Segment Start: Records to process

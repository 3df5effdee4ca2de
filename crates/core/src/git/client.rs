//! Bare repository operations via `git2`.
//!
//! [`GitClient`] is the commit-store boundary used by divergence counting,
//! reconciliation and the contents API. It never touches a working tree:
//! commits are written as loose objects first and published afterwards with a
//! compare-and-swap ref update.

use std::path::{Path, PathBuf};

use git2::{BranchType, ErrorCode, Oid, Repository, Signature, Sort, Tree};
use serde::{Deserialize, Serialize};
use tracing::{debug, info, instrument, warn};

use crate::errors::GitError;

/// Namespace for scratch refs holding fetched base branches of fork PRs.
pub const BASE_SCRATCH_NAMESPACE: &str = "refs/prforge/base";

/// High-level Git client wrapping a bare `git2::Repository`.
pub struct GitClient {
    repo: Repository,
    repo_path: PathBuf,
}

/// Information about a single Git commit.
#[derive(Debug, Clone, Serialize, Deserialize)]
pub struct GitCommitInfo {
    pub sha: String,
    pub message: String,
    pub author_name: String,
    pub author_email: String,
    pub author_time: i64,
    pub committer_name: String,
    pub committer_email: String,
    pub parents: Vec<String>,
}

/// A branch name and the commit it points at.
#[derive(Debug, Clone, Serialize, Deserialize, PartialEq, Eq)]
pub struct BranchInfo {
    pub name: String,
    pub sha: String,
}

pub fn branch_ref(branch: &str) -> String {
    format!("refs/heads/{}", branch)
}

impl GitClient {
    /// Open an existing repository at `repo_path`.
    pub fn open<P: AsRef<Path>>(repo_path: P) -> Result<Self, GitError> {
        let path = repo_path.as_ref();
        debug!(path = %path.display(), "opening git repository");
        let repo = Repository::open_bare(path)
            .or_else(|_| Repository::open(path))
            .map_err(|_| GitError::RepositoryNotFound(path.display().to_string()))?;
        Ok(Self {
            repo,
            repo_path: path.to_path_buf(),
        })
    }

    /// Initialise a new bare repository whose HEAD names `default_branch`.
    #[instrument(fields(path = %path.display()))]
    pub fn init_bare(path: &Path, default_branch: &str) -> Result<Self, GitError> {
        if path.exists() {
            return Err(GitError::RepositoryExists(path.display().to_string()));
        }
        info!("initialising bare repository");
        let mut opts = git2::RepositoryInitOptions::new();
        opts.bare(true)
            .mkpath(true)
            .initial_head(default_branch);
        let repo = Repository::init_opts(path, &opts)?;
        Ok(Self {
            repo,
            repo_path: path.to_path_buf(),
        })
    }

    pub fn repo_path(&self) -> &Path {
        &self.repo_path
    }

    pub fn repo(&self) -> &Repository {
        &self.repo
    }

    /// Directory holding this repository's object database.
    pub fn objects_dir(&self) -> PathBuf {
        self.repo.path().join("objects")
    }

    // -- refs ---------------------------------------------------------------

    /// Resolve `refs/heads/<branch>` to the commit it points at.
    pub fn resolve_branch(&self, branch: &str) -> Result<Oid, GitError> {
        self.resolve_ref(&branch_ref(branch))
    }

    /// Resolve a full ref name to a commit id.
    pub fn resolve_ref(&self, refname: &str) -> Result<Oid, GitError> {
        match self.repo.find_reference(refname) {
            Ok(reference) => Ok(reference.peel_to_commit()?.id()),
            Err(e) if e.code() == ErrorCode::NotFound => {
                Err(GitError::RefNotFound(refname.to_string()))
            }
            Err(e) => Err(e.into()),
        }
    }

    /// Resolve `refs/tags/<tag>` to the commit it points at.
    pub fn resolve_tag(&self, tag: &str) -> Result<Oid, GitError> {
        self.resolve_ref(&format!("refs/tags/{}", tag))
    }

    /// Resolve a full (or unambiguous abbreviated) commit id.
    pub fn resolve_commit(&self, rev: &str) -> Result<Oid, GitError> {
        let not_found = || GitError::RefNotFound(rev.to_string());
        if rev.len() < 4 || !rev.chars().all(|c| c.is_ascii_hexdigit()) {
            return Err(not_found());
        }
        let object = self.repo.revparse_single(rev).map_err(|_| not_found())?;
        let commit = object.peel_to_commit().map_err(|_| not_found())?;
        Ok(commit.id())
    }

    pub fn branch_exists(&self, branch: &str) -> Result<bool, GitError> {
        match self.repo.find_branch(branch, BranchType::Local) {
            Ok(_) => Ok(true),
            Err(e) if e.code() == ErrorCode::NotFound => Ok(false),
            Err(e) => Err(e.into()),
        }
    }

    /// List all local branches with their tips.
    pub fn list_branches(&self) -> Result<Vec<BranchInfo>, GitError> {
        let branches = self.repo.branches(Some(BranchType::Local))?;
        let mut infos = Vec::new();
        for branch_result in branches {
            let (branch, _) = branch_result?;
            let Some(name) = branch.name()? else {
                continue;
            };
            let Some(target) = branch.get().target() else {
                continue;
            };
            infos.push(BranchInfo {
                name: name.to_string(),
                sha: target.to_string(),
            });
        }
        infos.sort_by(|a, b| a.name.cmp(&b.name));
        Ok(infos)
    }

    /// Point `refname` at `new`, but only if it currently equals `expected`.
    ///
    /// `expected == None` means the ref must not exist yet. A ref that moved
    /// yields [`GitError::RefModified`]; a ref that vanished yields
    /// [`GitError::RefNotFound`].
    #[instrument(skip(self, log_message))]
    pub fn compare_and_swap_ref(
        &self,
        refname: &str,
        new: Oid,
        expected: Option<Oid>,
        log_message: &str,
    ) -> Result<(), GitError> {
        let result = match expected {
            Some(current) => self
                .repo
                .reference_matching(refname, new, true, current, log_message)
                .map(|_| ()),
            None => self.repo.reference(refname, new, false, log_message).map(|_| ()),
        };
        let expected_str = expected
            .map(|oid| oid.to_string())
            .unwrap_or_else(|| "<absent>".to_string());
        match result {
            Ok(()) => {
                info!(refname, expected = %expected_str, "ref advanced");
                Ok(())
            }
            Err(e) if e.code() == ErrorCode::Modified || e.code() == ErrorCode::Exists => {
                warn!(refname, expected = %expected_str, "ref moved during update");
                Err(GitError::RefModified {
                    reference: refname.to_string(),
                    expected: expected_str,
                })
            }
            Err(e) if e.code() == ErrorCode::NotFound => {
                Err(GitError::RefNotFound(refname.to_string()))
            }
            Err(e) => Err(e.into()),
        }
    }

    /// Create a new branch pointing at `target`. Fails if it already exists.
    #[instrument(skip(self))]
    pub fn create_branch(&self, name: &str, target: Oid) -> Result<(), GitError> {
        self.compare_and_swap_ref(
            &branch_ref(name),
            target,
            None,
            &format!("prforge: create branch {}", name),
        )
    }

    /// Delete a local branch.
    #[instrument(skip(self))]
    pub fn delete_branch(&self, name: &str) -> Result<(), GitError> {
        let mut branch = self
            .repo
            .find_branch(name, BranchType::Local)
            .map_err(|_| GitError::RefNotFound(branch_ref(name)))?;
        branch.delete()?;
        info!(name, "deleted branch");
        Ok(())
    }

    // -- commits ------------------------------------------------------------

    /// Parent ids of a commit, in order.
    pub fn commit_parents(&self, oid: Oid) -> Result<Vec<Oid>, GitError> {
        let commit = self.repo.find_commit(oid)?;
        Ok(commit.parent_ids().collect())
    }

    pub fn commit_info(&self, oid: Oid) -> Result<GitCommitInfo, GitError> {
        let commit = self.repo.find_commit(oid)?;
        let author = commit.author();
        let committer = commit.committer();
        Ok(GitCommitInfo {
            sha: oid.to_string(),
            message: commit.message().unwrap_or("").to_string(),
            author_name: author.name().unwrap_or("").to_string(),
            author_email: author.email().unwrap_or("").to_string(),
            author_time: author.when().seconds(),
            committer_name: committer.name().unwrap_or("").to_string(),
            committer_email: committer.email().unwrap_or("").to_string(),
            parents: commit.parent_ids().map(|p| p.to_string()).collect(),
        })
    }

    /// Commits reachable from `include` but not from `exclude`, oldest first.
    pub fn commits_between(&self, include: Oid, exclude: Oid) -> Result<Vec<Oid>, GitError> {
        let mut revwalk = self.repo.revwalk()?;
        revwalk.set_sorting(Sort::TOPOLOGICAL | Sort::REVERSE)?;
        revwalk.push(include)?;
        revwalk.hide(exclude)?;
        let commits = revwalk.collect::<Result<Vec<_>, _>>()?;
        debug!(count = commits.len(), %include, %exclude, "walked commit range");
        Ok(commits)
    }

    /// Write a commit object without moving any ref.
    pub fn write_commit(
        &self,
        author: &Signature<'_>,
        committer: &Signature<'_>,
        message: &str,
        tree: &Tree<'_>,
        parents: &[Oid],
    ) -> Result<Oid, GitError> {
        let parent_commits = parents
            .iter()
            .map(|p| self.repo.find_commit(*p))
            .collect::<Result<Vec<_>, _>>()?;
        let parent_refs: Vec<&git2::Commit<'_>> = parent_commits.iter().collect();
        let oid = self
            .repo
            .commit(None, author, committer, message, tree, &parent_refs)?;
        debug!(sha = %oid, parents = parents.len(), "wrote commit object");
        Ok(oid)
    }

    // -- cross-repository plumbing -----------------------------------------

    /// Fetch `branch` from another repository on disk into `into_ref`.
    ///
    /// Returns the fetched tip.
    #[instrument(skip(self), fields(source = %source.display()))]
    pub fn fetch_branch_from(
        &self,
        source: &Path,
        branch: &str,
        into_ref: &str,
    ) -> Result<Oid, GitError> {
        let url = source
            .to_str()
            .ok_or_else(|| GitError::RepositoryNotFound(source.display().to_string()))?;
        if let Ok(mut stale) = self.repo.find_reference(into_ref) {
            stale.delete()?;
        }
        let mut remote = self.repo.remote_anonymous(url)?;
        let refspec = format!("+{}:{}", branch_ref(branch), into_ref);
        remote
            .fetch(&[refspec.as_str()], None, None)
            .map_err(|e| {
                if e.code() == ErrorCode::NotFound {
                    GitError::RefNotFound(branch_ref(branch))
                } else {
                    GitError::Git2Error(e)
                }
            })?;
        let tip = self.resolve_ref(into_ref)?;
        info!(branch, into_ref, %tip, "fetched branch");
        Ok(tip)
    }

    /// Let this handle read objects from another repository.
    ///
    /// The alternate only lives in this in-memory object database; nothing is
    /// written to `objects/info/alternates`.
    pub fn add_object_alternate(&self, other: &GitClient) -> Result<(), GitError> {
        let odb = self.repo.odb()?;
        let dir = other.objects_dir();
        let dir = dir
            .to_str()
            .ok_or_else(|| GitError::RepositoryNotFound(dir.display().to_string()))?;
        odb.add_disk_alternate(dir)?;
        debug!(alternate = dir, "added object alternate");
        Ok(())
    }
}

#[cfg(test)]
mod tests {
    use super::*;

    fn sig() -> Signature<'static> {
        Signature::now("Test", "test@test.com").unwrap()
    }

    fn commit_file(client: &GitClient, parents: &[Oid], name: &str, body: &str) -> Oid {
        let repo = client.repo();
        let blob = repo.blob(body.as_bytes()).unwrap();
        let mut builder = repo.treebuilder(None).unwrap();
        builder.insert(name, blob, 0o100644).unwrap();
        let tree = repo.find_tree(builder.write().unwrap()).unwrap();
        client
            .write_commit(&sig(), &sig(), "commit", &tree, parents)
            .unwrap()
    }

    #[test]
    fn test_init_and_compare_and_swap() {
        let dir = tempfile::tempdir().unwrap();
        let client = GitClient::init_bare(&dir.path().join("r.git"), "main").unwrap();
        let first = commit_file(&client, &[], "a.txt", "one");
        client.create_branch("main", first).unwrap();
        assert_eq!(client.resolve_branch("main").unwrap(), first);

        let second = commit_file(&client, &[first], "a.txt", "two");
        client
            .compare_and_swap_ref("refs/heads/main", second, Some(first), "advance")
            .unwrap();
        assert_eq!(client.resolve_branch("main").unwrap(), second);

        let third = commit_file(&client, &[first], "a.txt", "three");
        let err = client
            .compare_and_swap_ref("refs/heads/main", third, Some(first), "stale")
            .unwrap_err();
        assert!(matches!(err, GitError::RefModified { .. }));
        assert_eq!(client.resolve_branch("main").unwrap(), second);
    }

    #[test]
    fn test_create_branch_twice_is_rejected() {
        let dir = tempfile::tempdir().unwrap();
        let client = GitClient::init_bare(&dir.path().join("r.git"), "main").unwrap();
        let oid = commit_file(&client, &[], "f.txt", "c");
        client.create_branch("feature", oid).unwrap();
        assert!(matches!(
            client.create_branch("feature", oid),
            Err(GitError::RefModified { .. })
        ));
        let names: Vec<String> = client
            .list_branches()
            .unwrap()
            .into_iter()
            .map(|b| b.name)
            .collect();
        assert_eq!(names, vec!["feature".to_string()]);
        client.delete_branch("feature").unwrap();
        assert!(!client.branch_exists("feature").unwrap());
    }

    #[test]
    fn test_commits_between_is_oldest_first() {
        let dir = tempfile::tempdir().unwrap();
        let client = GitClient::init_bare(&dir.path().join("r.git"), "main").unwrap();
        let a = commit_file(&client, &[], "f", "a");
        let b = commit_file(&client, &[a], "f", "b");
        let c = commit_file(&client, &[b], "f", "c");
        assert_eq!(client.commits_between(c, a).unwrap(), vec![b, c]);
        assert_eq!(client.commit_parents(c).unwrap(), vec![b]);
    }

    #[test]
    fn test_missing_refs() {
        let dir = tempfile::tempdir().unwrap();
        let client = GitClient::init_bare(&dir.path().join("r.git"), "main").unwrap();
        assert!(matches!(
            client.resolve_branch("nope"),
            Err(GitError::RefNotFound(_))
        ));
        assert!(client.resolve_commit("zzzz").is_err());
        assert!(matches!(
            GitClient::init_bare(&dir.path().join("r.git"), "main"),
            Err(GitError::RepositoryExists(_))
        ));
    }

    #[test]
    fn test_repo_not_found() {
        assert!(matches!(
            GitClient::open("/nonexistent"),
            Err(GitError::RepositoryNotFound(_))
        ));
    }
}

Segment End: Records to process

Exercise aim → A complete answer lists every line of the listing above that holds the word "remote".

Exercise answer →
        let mut remote = self.repo.remote_anonymous(url)?;
        remote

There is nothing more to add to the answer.